A notable figure of those prosecuted in Lima included Manuel Batista Perez, an individual who was considered as “one of the world’s most powerful men in international commerce”. Perez had been arrested once in 1620, when a broad sheet had been found which claimed that Perez was one of the premier teachers of Judaism in Lima. The witnesses and inquisitors considered Perez to be an ‘oracle’ due to his vast knowledge and wealth. Though Peru fought to the best of his abilities during the hearings, the overwhelming evidence against had mounted up. The inquisitors had faced some difficulty in going through with the trial, as Perez was a part of viceroyalty, with many clergy and high figures testifying for his innocence. Some of the evidence submitted in the trial included many New Christians appearing as witnesses calling him the Great Captain of Jews in Peru, along with his brother-in-law denouncing him.

Another notable crypto-Jew that had been in the tribunal was Antonio Cordero, who was a clerk from Seville. He had been originally denounced in 1634 with weak evidence, such as abstaining from work on Saturdays and not eating pork. The tribunal decided to conduct a secret arrest on Cordero, so there would be no one suspecting the inquisitions involvement. They gave him no sequestration, and he confessed that he was a crypto-Jew. After they had tortured Cordero, he gave up the name of his employer and two others, which then gave up the name of more crypto-Jews in Lima. This eventually led to seventeen arrest being made, with many notable merchants being brought to the Tribunal as crypto-jews. According to Lea, this then led to many a frightened Portuguese trying to flee Lima.

Iquitos Jews 
Iquitos Jews, or Amazonian Jews, are Jews of mixed Moroccan Sephardic, Ashkenazi, and/or Indigenous Peruvian descent, and/or those who live in Iquitos and observe some form of Jewish traditions and customs.

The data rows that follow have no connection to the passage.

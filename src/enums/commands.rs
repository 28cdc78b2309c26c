use clap::Subcommand;

#[derive(Subcommand, Debug)]
pub enum Commands {
    /// Write a sample configuration file.
    Init,
    /// Load the configuration and print the effective settings.
    Validate,
    /// Probe the review server's health endpoint.
    Health {
        /// Keep probing on the configured interval until interrupted.
        #[clap(short, long)]
        watch: bool,
    },
    /// Submit one analysis per pull request URL and wait for the results.
    Analyze {
        #[clap(required = true)]
        pr_urls: Vec<String>,
        /// Comma separated list of checks to run; every other check is disabled.
        #[clap(long, value_name = "CHECKS")]
        only: Option<String>,
        /// Disable a single check (repeatable).
        #[clap(long, value_name = "CHECK")]
        skip: Vec<String>,
        #[clap(long, value_name = "MS")]
        poll_interval_ms: Option<u64>,
        #[clap(long, value_name = "MS")]
        timeout_ms: Option<u64>,
        /// Pretty-print result JSON.
        #[clap(long)]
        pretty: bool,
    },
    /// Fetch the current view of a single analysis job.
    Status {
        job_id: String,
    },
}
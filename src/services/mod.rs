pub mod health_monitor;
pub mod http_transport;
pub mod job_poller;
pub mod job_submitter;
pub mod retry_middleware;
pub mod review_client;
use std::fs;
use std::path::{Path, PathBuf};
use reqwest::Url;

use crate::config::constants::{API_URL_ENV, CONFIG_DIR_NAME, CONFIG_FILE_NAME};
use crate::errors::{ReviewError, ReviewResult};
use crate::structs::config::config::Config;

const SAMPLE_CONFIG: &str = r#"# PR Review client configuration

[server]
# Base address of the review service. PR_REVIEW_API_URL overrides this.
base_url = "http://localhost:8000"
# Per-request transport timeout
request_timeout_ms = 30000

[retry]
# Total attempts per request, counting the first one.
# Only network failures and 5xx responses are retried.
max_attempts = 3
delay_ms = 1000

[polling]
interval_ms = 1000
# Give up waiting for a job after this long
timeout_ms = 60000

[health]
interval_ms = 30000

# Checks requested for every analysis unless overridden with --only / --skip
[checks]
style = true
complexity = true
security = true
performance = true
ai_feedback = true
"#;

pub struct ConfigManager;

impl ConfigManager {

    pub fn default_path() -> Option<PathBuf> {
        dirs::home_dir().map(|d| d.join(CONFIG_DIR_NAME).join(CONFIG_FILE_NAME))
    }

    /// Loads the file layer. An explicit path must exist; a missing default
    /// file just means defaults.
    pub fn load(path: Option<&Path>) -> ReviewResult<Config> {
        let (config_path, explicit) = match path {
            Some(p) => (p.to_path_buf(), true),
            None => match Self::default_path() {
                Some(p) => (p, false),
                None => return Ok(Config::default()),
            },
        };

        if !config_path.exists() {
            if explicit {
                return Err(ReviewError::config_error(
                    &format!("config file not found: {}", config_path.display()),
                    None,
                ));
            }
            log::debug!("No config at {}, using defaults", config_path.display());
            return Ok(Config::default());
        }

        log::info!("📋 Loading config from: {}", config_path.display());
        let content = fs::read_to_string(&config_path)
            .map_err(|e| ReviewError::io_error(&format!("reading {}", config_path.display()), &e.to_string()))?;
        Self::parse(&content)
    }

    pub fn parse(content: &str) -> ReviewResult<Config> {
        Ok(toml::from_str(content)?)
    }

    /// Layers defaults < file < environment < command line, then validates.
    pub fn resolve(path: Option<&Path>, cli_api_url: Option<String>) -> ReviewResult<Config> {
        let mut config = Self::load(path)?;
        Self::apply_api_url(&mut config, std::env::var(API_URL_ENV).ok());
        Self::apply_api_url(&mut config, cli_api_url);

        Self::validate_config(&config).map_err(|errors| {
            ReviewError::config_error(&errors.join("; "), None)
        })?;
        Ok(config)
    }

    pub fn apply_api_url(config: &mut Config, api_url: Option<String>) {
        if let Some(url) = api_url.map(|u| u.trim().to_string()).filter(|u| !u.is_empty()) {
            config.server.base_url = url;
        }
    }

    pub fn create_sample_config(path: Option<&Path>) -> ReviewResult<PathBuf> {
        let config_path = match path {
            Some(p) => p.to_path_buf(),
            None => Self::default_path()
                .ok_or_else(|| ReviewError::config_error("could not determine the home directory", None))?,
        };

        if config_path.exists() {
            return Err(ReviewError::config_error(
                &format!("{} already exists, refusing to overwrite it", config_path.display()),
                None,
            ));
        }

        if let Some(parent) = config_path.parent() {
            fs::create_dir_all(parent)
                .map_err(|e| ReviewError::io_error(&format!("creating {}", parent.display()), &e.to_string()))?;
        }
        fs::write(&config_path, SAMPLE_CONFIG)
            .map_err(|e| ReviewError::io_error(&format!("writing {}", config_path.display()), &e.to_string()))?;

        Ok(config_path)
    }

    pub fn validate_config(config: &Config) -> Result<(), Vec<String>> {
        let mut errors = Vec::new();

        match Url::parse(&config.server.base_url) {
            Ok(url) if url.scheme() == "http" || url.scheme() == "https" => {}
            Ok(url) => errors.push(format!("server.base_url must be http or https, got '{}'", url.scheme())),
            Err(e) => errors.push(format!("server.base_url '{}' is not a URL: {}", config.server.base_url, e)),
        }

        if config.server.request_timeout_ms == 0 {
            errors.push("server.request_timeout_ms must be greater than zero".to_string());
        }
        if config.retry.max_attempts == 0 {
            errors.push("retry.max_attempts must be at least 1".to_string());
        }
        if config.polling.interval_ms == 0 {
            errors.push("polling.interval_ms must be greater than zero".to_string());
        }
        if config.polling.timeout_ms == 0 {
            errors.push("polling.timeout_ms must be greater than zero".to_string());
        }
        if config.health.interval_ms == 0 {
            errors.push("health.interval_ms must be greater than zero".to_string());
        }

        if errors.is_empty() {
            Ok(())
        } else {
            Err(errors)
        }
    }
}
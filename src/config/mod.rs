pub mod config_manager;
pub mod constants;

Their unique practices come from the mix of Peruvian and Jewish cultures. Some have claimed that there exists a kind of pressure exerted upon this community to adhere to customs that are normative in the broader Jewish community; though these customs have been characterized as specifically Ashkenazi, they are often in fact matters of Jewish law recognized by non-Ashkenazi Jews throughout the world as binding. Iquitos Jews' customs are syncretic to varying degrees, influenced by Catholicism and local traditional spiritual traditions.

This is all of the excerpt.